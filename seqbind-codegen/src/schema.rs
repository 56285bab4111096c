// Declaration model: the exported surface of one package, as produced by the
// upstream package parser. Deserialized from JSON.

use std::fmt;
use std::str::FromStr;

use serde::{Deserialize, Serialize};

// ---------------------------------------------------------------------------
// Package and declarations
// ---------------------------------------------------------------------------

#[derive(Debug, Clone, PartialEq, Serialize, Deserialize)]
pub struct Package {
    /// Package identifier, e.g. `testpkg`.
    pub name: String,
    /// Import path. Informational only.
    #[serde(default)]
    pub path: String,
    #[serde(default)]
    pub declarations: Vec<Declaration>,
}

#[derive(Debug, Clone, PartialEq, Serialize, Deserialize)]
#[serde(tag = "kind", rename_all = "lowercase")]
pub enum Declaration {
    Function(Function),
    Struct(StructDecl),
    Interface(InterfaceDecl),
}

impl Declaration {
    pub fn name(&self) -> &str {
        match self {
            Declaration::Function(f) => &f.name,
            Declaration::Struct(s) => &s.name,
            Declaration::Interface(i) => &i.name,
        }
    }
}

/// A free function, or a method when nested in a struct/interface.
#[derive(Debug, Clone, PartialEq, Serialize, Deserialize)]
pub struct Function {
    pub name: String,
    #[serde(default)]
    pub params: Vec<Param>,
    #[serde(default)]
    pub results: Vec<Param>,
}

/// Parameter or result. Results are usually unnamed.
#[derive(Debug, Clone, PartialEq, Serialize, Deserialize)]
pub struct Param {
    #[serde(default)]
    pub name: String,
    #[serde(rename = "type")]
    pub ty: TypeRef,
}

#[derive(Debug, Clone, PartialEq, Serialize, Deserialize)]
pub struct Field {
    pub name: String,
    #[serde(rename = "type")]
    pub ty: TypeRef,
}

#[derive(Debug, Clone, PartialEq, Serialize, Deserialize)]
pub struct StructDecl {
    pub name: String,
    #[serde(default)]
    pub fields: Vec<Field>,
    /// Pointer-receiver methods, promoted methods already flattened.
    #[serde(default)]
    pub methods: Vec<Function>,
}

#[derive(Debug, Clone, PartialEq, Serialize, Deserialize)]
pub struct InterfaceDecl {
    pub name: String,
    #[serde(default)]
    pub methods: Vec<Function>,
}

// ---------------------------------------------------------------------------
// Type expressions
// ---------------------------------------------------------------------------

/// Predeclared scalar and string types.
#[derive(Debug, Clone, Copy, PartialEq, Eq, Hash)]
pub enum Basic {
    Bool,
    Int,
    Int8,
    Int16,
    Int32,
    Int64,
    Uint,
    Uint8,
    Uint16,
    Uint32,
    Uint64,
    Float32,
    Float64,
    String,
}

impl Basic {
    pub fn from_name(name: &str) -> Option<Basic> {
        Some(match name {
            "bool" => Basic::Bool,
            "int" => Basic::Int,
            "int8" => Basic::Int8,
            "int16" => Basic::Int16,
            "int32" | "rune" => Basic::Int32,
            "int64" => Basic::Int64,
            "uint" => Basic::Uint,
            "uint8" | "byte" => Basic::Uint8,
            "uint16" => Basic::Uint16,
            "uint32" => Basic::Uint32,
            "uint64" => Basic::Uint64,
            "float32" => Basic::Float32,
            "float64" => Basic::Float64,
            "string" => Basic::String,
            _ => return None,
        })
    }

    pub fn name(self) -> &'static str {
        match self {
            Basic::Bool => "bool",
            Basic::Int => "int",
            Basic::Int8 => "int8",
            Basic::Int16 => "int16",
            Basic::Int32 => "int32",
            Basic::Int64 => "int64",
            Basic::Uint => "uint",
            Basic::Uint8 => "uint8",
            Basic::Uint16 => "uint16",
            Basic::Uint32 => "uint32",
            Basic::Uint64 => "uint64",
            Basic::Float32 => "float32",
            Basic::Float64 => "float64",
            Basic::String => "string",
        }
    }
}

/// A parsed type expression (`int64`, `[]byte`, `*S`, `map[string]int`,
/// `other.T`, ...). Serialized as its source text.
#[derive(Debug, Clone, PartialEq, Eq, Hash, Serialize, Deserialize)]
#[serde(try_from = "String", into = "String")]
pub enum TypeRef {
    Basic(Basic),
    Error,
    Slice(Box<TypeRef>),
    Pointer(Box<TypeRef>),
    Map(Box<TypeRef>, Box<TypeRef>),
    Named {
        package: Option<String>,
        name: String,
    },
}

impl TypeRef {
    pub fn named(name: &str) -> TypeRef {
        TypeRef::Named {
            package: None,
            name: name.to_string(),
        }
    }

    pub fn is_error(&self) -> bool {
        matches!(self, TypeRef::Error)
    }
}

#[derive(Debug, Clone, PartialEq, Eq, thiserror::Error)]
pub enum TypeParseError {
    #[error("empty type expression")]
    Empty,
    #[error("malformed type expression `{0}`")]
    Malformed(String),
}

impl FromStr for TypeRef {
    type Err = TypeParseError;

    fn from_str(s: &str) -> Result<Self, Self::Err> {
        let s = s.trim();
        if s.is_empty() {
            return Err(TypeParseError::Empty);
        }
        parse_type(s).ok_or_else(|| TypeParseError::Malformed(s.to_string()))
    }
}

impl TryFrom<String> for TypeRef {
    type Error = TypeParseError;

    fn try_from(s: String) -> Result<Self, TypeParseError> {
        s.parse()
    }
}

impl From<TypeRef> for String {
    fn from(ty: TypeRef) -> String {
        ty.to_string()
    }
}

fn parse_type(s: &str) -> Option<TypeRef> {
    if let Some(elem) = s.strip_prefix("[]") {
        return Some(TypeRef::Slice(Box::new(parse_type(elem)?)));
    }
    if let Some(elem) = s.strip_prefix('*') {
        return Some(TypeRef::Pointer(Box::new(parse_type(elem)?)));
    }
    if let Some(rest) = s.strip_prefix("map[") {
        let close = matching_bracket(rest)?;
        let key = parse_type(&rest[..close])?;
        let value = parse_type(&rest[close + 1..])?;
        return Some(TypeRef::Map(Box::new(key), Box::new(value)));
    }
    if let Some(basic) = Basic::from_name(s) {
        return Some(TypeRef::Basic(basic));
    }
    if s == "error" {
        return Some(TypeRef::Error);
    }
    match s.split_once('.') {
        Some((pkg, name)) if is_ident(pkg) && is_ident(name) => Some(TypeRef::Named {
            package: Some(pkg.to_string()),
            name: name.to_string(),
        }),
        None if is_ident(s) => Some(TypeRef::named(s)),
        _ => None,
    }
}

/// Index of the `]` closing a `map[` whose opening bracket was already
/// consumed.
fn matching_bracket(s: &str) -> Option<usize> {
    let mut depth = 0usize;
    for (i, ch) in s.char_indices() {
        match ch {
            '[' => depth += 1,
            ']' if depth == 0 => return Some(i),
            ']' => depth -= 1,
            _ => {}
        }
    }
    None
}

fn is_ident(s: &str) -> bool {
    let mut chars = s.chars();
    match chars.next() {
        Some(c) if c.is_alphabetic() || c == '_' => {}
        _ => return false,
    }
    chars.all(|c| c.is_alphanumeric() || c == '_')
}

impl fmt::Display for TypeRef {
    fn fmt(&self, f: &mut fmt::Formatter<'_>) -> fmt::Result {
        match self {
            TypeRef::Basic(b) => f.write_str(b.name()),
            TypeRef::Error => f.write_str("error"),
            TypeRef::Slice(elem) => write!(f, "[]{elem}"),
            TypeRef::Pointer(elem) => write!(f, "*{elem}"),
            TypeRef::Map(k, v) => write!(f, "map[{k}]{v}"),
            TypeRef::Named {
                package: Some(pkg),
                name,
            } => write!(f, "{pkg}.{name}"),
            TypeRef::Named {
                package: None,
                name,
            } => f.write_str(name),
        }
    }
}

#[cfg(test)]
mod tests {
    use super::*;

    fn ty(s: &str) -> TypeRef {
        s.parse().unwrap()
    }

    #[test]
    fn parses_basic_types_and_aliases() {
        assert_eq!(ty("int64"), TypeRef::Basic(Basic::Int64));
        assert_eq!(ty("byte"), TypeRef::Basic(Basic::Uint8));
        assert_eq!(ty("rune"), TypeRef::Basic(Basic::Int32));
        assert_eq!(ty(" string "), TypeRef::Basic(Basic::String));
        assert_eq!(ty("error"), TypeRef::Error);
    }

    #[test]
    fn parses_composite_types() {
        assert_eq!(ty("[]byte"), TypeRef::Slice(Box::new(TypeRef::Basic(Basic::Uint8))));
        assert_eq!(ty("*S"), TypeRef::Pointer(Box::new(TypeRef::named("S"))));
        assert_eq!(
            ty("map[string][]int"),
            TypeRef::Map(
                Box::new(TypeRef::Basic(Basic::String)),
                Box::new(TypeRef::Slice(Box::new(TypeRef::Basic(Basic::Int))))
            )
        );
        assert_eq!(
            ty("map[map[string]int]bool").to_string(),
            "map[map[string]int]bool"
        );
        assert_eq!(
            ty("*io.Reader"),
            TypeRef::Pointer(Box::new(TypeRef::Named {
                package: Some("io".into()),
                name: "Reader".into()
            }))
        );
    }

    #[test]
    fn display_round_trips_source_text() {
        for src in ["[]*S", "map[string]float64", "other.T", "**S", "uint16"] {
            assert_eq!(ty(src).to_string(), src);
        }
    }

    #[test]
    fn rejects_malformed_expressions() {
        assert_eq!("".parse::<TypeRef>(), Err(TypeParseError::Empty));
        assert!(matches!("map[string".parse::<TypeRef>(), Err(TypeParseError::Malformed(_))));
        assert!(matches!("a.b.c".parse::<TypeRef>(), Err(TypeParseError::Malformed(_))));
        assert!(matches!("[]".parse::<TypeRef>(), Err(TypeParseError::Malformed(_))));
        assert!(matches!("func()".parse::<TypeRef>(), Err(TypeParseError::Malformed(_))));
    }

    #[test]
    fn deserializes_tagged_declarations() {
        let json = r#"{
            "name": "testpkg",
            "declarations": [
                { "kind": "function", "name": "Sum",
                  "params": [{"name": "x", "type": "int64"}, {"name": "y", "type": "int64"}],
                  "results": [{"type": "int64"}] },
                { "kind": "struct", "name": "S", "fields": [{"name": "X", "type": "float64"}] },
                { "kind": "interface", "name": "I" }
            ]
        }"#;
        let pkg: Package = serde_json::from_str(json).unwrap();
        assert_eq!(pkg.declarations.len(), 3);
        let Declaration::Function(sum) = &pkg.declarations[0] else {
            panic!("expected a function");
        };
        assert_eq!(sum.params[1].ty, TypeRef::Basic(Basic::Int64));
        assert_eq!(sum.results[0].name, "");
        assert_eq!(pkg.declarations[2].name(), "I");
    }

    #[test]
    fn converts_from_owned_strings() {
        assert_eq!(TypeRef::try_from(String::from("error")), Ok(TypeRef::Error));
        assert_eq!(String::from(ty("[]byte")), "[]byte");
        assert_eq!(TypeRef::try_from(String::from("  ")), Err(TypeParseError::Empty));
    }

    #[test]
    fn bad_type_fails_model_loading() {
        let json = r#"{"name": "p", "declarations": [
            { "kind": "function", "name": "F", "params": [{"name": "x", "type": "map["}] }
        ]}"#;
        let err = serde_json::from_str::<Package>(json).unwrap_err();
        assert!(err.to_string().contains("malformed type expression"));
    }
}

◇ ◇ ◇ ◇ ◇

__Task item__. Once you have checked every line of the material above, return the ones that hold the string "byte".

__Task result__.
            "uint8" | "byte" => Basic::Uint8,
/// A parsed type expression (`int64`, `[]byte`, `*S`, `map[string]int`,
        assert_eq!(ty("byte"), TypeRef::Basic(Basic::Uint8));
        assert_eq!(ty("[]byte"), TypeRef::Slice(Box::new(TypeRef::Basic(Basic::Uint8))));
        assert_eq!(String::from(ty("[]byte")), "[]byte");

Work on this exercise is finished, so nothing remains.